Territorial disputes over the South China Sea are likely to dominate weekend discussions with members of the Association of Southeast Asian Nations (ASEAN) and other key regional and global players including China.
Washington has called for an end to "provocative" acts in the contested waters, following a spike in tensions between Vietnam and neighbouring China after Beijing in May moved an oil rig into an area near the Paracel Islands, which are claimed by both countries.
The placement of the rig, which has since been removed, triggered widespread protests in Vietnam.
The US normalised diplomatic relations with Vietnam in 1995 and has since seen trade flourish with its wartime foe.

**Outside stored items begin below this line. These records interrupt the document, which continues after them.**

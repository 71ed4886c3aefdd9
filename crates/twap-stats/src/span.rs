//! Recency span of an account and the rate derived from it.

use chrono::{DateTime, Utc};
use serde::de::{self, Deserializer, Unexpected, Visitor};
use serde::{Deserialize, Serialize, Serializer};
use std::fmt;

const SECONDS_PER_HOUR: f64 = 3600.0;

/// How infinity is written to the span cache.
pub const INFINITY_LITERAL: &str = "Infinity";

/// Seconds between now and the oldest of an account's recent posts.
///
/// Stored in the span cache as `-1` (unresolved), a non-negative number of
/// seconds, or `"Infinity"` (nothing fetchable).
#[derive(Debug, Clone, Copy, PartialEq)]
pub enum Span {
    /// Not collected yet.
    Unresolved,
    /// Collected; always finite and non-negative.
    Seconds(f64),
    /// Collected, but the account returned no posts.
    Silent,
}

impl Span {
    /// Interpret a raw cache value. Negative numbers and NaN mean unresolved.
    pub fn from_raw(value: f64) -> Self {
        if value.is_nan() || value < 0.0 {
            Self::Unresolved
        } else if value.is_infinite() {
            Self::Silent
        } else {
            Self::Seconds(value)
        }
    }

    /// Newest minus oldest of `now` and the given post timestamps; `Silent` if there are none.
    pub fn from_timestamps<I>(now: DateTime<Utc>, timestamps: I) -> Self
    where
        I: IntoIterator<Item = DateTime<Utc>>,
    {
        let mut timestamps = timestamps.into_iter().peekable();
        if timestamps.peek().is_none() {
            return Self::Silent;
        }

        let (oldest, newest) = timestamps.fold((now, now), |(lo, hi), t| (lo.min(t), hi.max(t)));
        Self::Seconds((newest - oldest).num_milliseconds() as f64 / 1000.0)
    }

    /// Value as written by older tooling: `-1`, seconds, or `+inf`.
    pub fn to_raw(self) -> f64 {
        match self {
            Self::Unresolved => -1.0,
            Self::Seconds(seconds) => seconds,
            Self::Silent => f64::INFINITY,
        }
    }

    pub fn is_unresolved(self) -> bool {
        matches!(self, Self::Unresolved)
    }

    /// Estimated posts per hour: `tweet_count * 3600 / span`.
    ///
    /// A zero or infinite span gives `0`; unresolved spans have no rate.
    pub fn rate(self, tweet_count: u32) -> Option<f64> {
        match self {
            Self::Unresolved => None,
            Self::Silent => Some(0.0),
            Self::Seconds(seconds) if seconds <= 0.0 => Some(0.0),
            Self::Seconds(seconds) => Some(f64::from(tweet_count) * SECONDS_PER_HOUR / seconds),
        }
    }
}

impl Serialize for Span {
    fn serialize<S: Serializer>(&self, serializer: S) -> Result<S::Ok, S::Error> {
        match self {
            Self::Unresolved => serializer.serialize_i64(-1),
            Self::Seconds(seconds) => serializer.serialize_f64(*seconds),
            Self::Silent => serializer.serialize_str(INFINITY_LITERAL),
        }
    }
}

struct SpanVisitor;

impl<'de> Visitor<'de> for SpanVisitor {
    type Value = Span;

    fn expecting(&self, f: &mut fmt::Formatter<'_>) -> fmt::Result {
        f.write_str("a number of seconds, -1, \"Infinity\" or null")
    }

    fn visit_i64<E: de::Error>(self, value: i64) -> Result<Span, E> {
        Ok(Span::from_raw(value as f64))
    }

    fn visit_u64<E: de::Error>(self, value: u64) -> Result<Span, E> {
        Ok(Span::from_raw(value as f64))
    }

    fn visit_f64<E: de::Error>(self, value: f64) -> Result<Span, E> {
        Ok(Span::from_raw(value))
    }

    // "Infinity", "inf", "-1", "NaN", ...
    fn visit_str<E: de::Error>(self, value: &str) -> Result<Span, E> {
        value
            .trim()
            .parse::<f64>()
            .map(Span::from_raw)
            .map_err(|_| E::invalid_value(Unexpected::Str(value), &self))
    }

    fn visit_unit<E: de::Error>(self) -> Result<Span, E> {
        Ok(Span::Silent)
    }

    fn visit_none<E: de::Error>(self) -> Result<Span, E> {
        Ok(Span::Silent)
    }
}

impl<'de> Deserialize<'de> for Span {
    fn deserialize<D: Deserializer<'de>>(deserializer: D) -> Result<Self, D::Error> {
        deserializer.deserialize_any(SpanVisitor)
    }
}

#[cfg(test)]
mod tests {
    use super::*;
    use proptest::prelude::*;
    use twap_common::test_utils::{assert_approx_eq, mock_timestamp};

    #[test]
    fn test_from_raw() {
        assert_eq!(Span::from_raw(-1.0), Span::Unresolved);
        assert_eq!(Span::from_raw(-7.5), Span::Unresolved);
        assert_eq!(Span::from_raw(f64::NAN), Span::Unresolved);
        assert_eq!(Span::from_raw(0.0), Span::Seconds(0.0));
        assert_eq!(Span::from_raw(1800.0), Span::Seconds(1800.0));
        assert_eq!(Span::from_raw(f64::INFINITY), Span::Silent);
    }

    #[test]
    fn test_rate_derivation() {
        assert_eq!(Span::Seconds(0.0).rate(50), Some(0.0));
        assert_eq!(Span::Silent.rate(50), Some(0.0));
        assert_eq!(Span::Unresolved.rate(50), None);
        assert_approx_eq(Span::Seconds(1800.0).rate(50).unwrap(), 100.0, 1e-9);
        assert_approx_eq(Span::Seconds(3600.0).rate(50).unwrap(), 50.0, 1e-9);
    }

    #[test]
    fn test_span_from_timestamps() {
        let now = mock_timestamp(2024, 3, 1, 12, 0, 0);
        let posts = [
            mock_timestamp(2024, 3, 1, 11, 30, 0),
            mock_timestamp(2024, 3, 1, 10, 0, 0),
            mock_timestamp(2024, 3, 1, 11, 59, 0),
        ];

        assert_eq!(Span::from_timestamps(now, posts), Span::Seconds(7200.0));
        assert_eq!(Span::from_timestamps(now, Vec::new()), Span::Silent);
    }

    #[test]
    fn test_span_widens_with_future_posts() {
        // clock skew: a post newer than the local clock still counts
        let now = mock_timestamp(2024, 3, 1, 12, 0, 0);
        let posts = [mock_timestamp(2024, 3, 1, 12, 0, 30)];
        assert_eq!(Span::from_timestamps(now, posts), Span::Seconds(30.0));

        let mixed = [mock_timestamp(2024, 3, 1, 12, 5, 0), mock_timestamp(2024, 3, 1, 11, 0, 0)];
        assert_eq!(Span::from_timestamps(now, mixed), Span::Seconds(3900.0));
    }

    #[test]
    fn test_serialization() {
        assert_eq!(serde_json::to_string(&Span::Unresolved).unwrap(), "-1");
        assert_eq!(serde_json::to_string(&Span::Seconds(1800.5)).unwrap(), "1800.5");
        assert_eq!(serde_json::to_string(&Span::Silent).unwrap(), "\"Infinity\"");
    }

    #[test]
    fn test_deserialization() {
        let parse = |json: &str| serde_json::from_str::<Span>(json).unwrap();

        assert_eq!(parse("-1"), Span::Unresolved);
        assert_eq!(parse("-1.0"), Span::Unresolved);
        assert_eq!(parse("1800"), Span::Seconds(1800.0));
        assert_eq!(parse("12.25"), Span::Seconds(12.25));
        assert_eq!(parse("\"Infinity\""), Span::Silent);
        assert_eq!(parse("\"inf\""), Span::Silent);
        assert_eq!(parse("null"), Span::Silent);
        assert_eq!(parse("\"-Infinity\""), Span::Unresolved);

        assert!(serde_json::from_str::<Span>("\"soon\"").is_err());
        assert!(serde_json::from_str::<Span>("[1]").is_err());
    }

    proptest! {
        #[test]
        fn prop_rate_inverts_span(seconds in 0.001f64..1.0e9, count in 1u32..500) {
            let rate = Span::Seconds(seconds).rate(count).unwrap();
            let expected = f64::from(count) * 3600.0;
            prop_assert!((rate * seconds - expected).abs() <= expected * 1e-9);
        }

        #[test]
        fn prop_resolved_rates_are_finite_and_non_negative(raw in -1.0e12f64..1.0e12) {
            match Span::from_raw(raw).rate(50) {
                Some(rate) => prop_assert!(rate.is_finite() && rate >= 0.0),
                None => prop_assert!(raw.is_nan() || raw < 0.0),
            }
        }

        #[test]
        fn prop_cache_value_round_trips(seconds in 0.0f64..1.0e12) {
            let json = serde_json::to_string(&Span::Seconds(seconds)).unwrap();
            match serde_json::from_str::<Span>(&json).unwrap() {
                Span::Seconds(parsed) => prop_assert!((parsed - seconds).abs() <= seconds * 1e-12),
                other => prop_assert!(false, "unexpected {:?}", other),
            }
        }
    }
}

Kerry hailed the restoration of relations between the two countries in December when he returned to Vietnam's Mekong Delta, which he navigated as a wartime gunboat skipper, to highlight its vulnerability to climate change.
The one-time presidential hopeful served with the US Navy from 1966 to 1970 as a naval lieutenant.
Fellow veteran Senator John McCain on Friday called for the US to "begin easing our lethal arms embargo on Vietnam", in comments during a visit to Hanoi.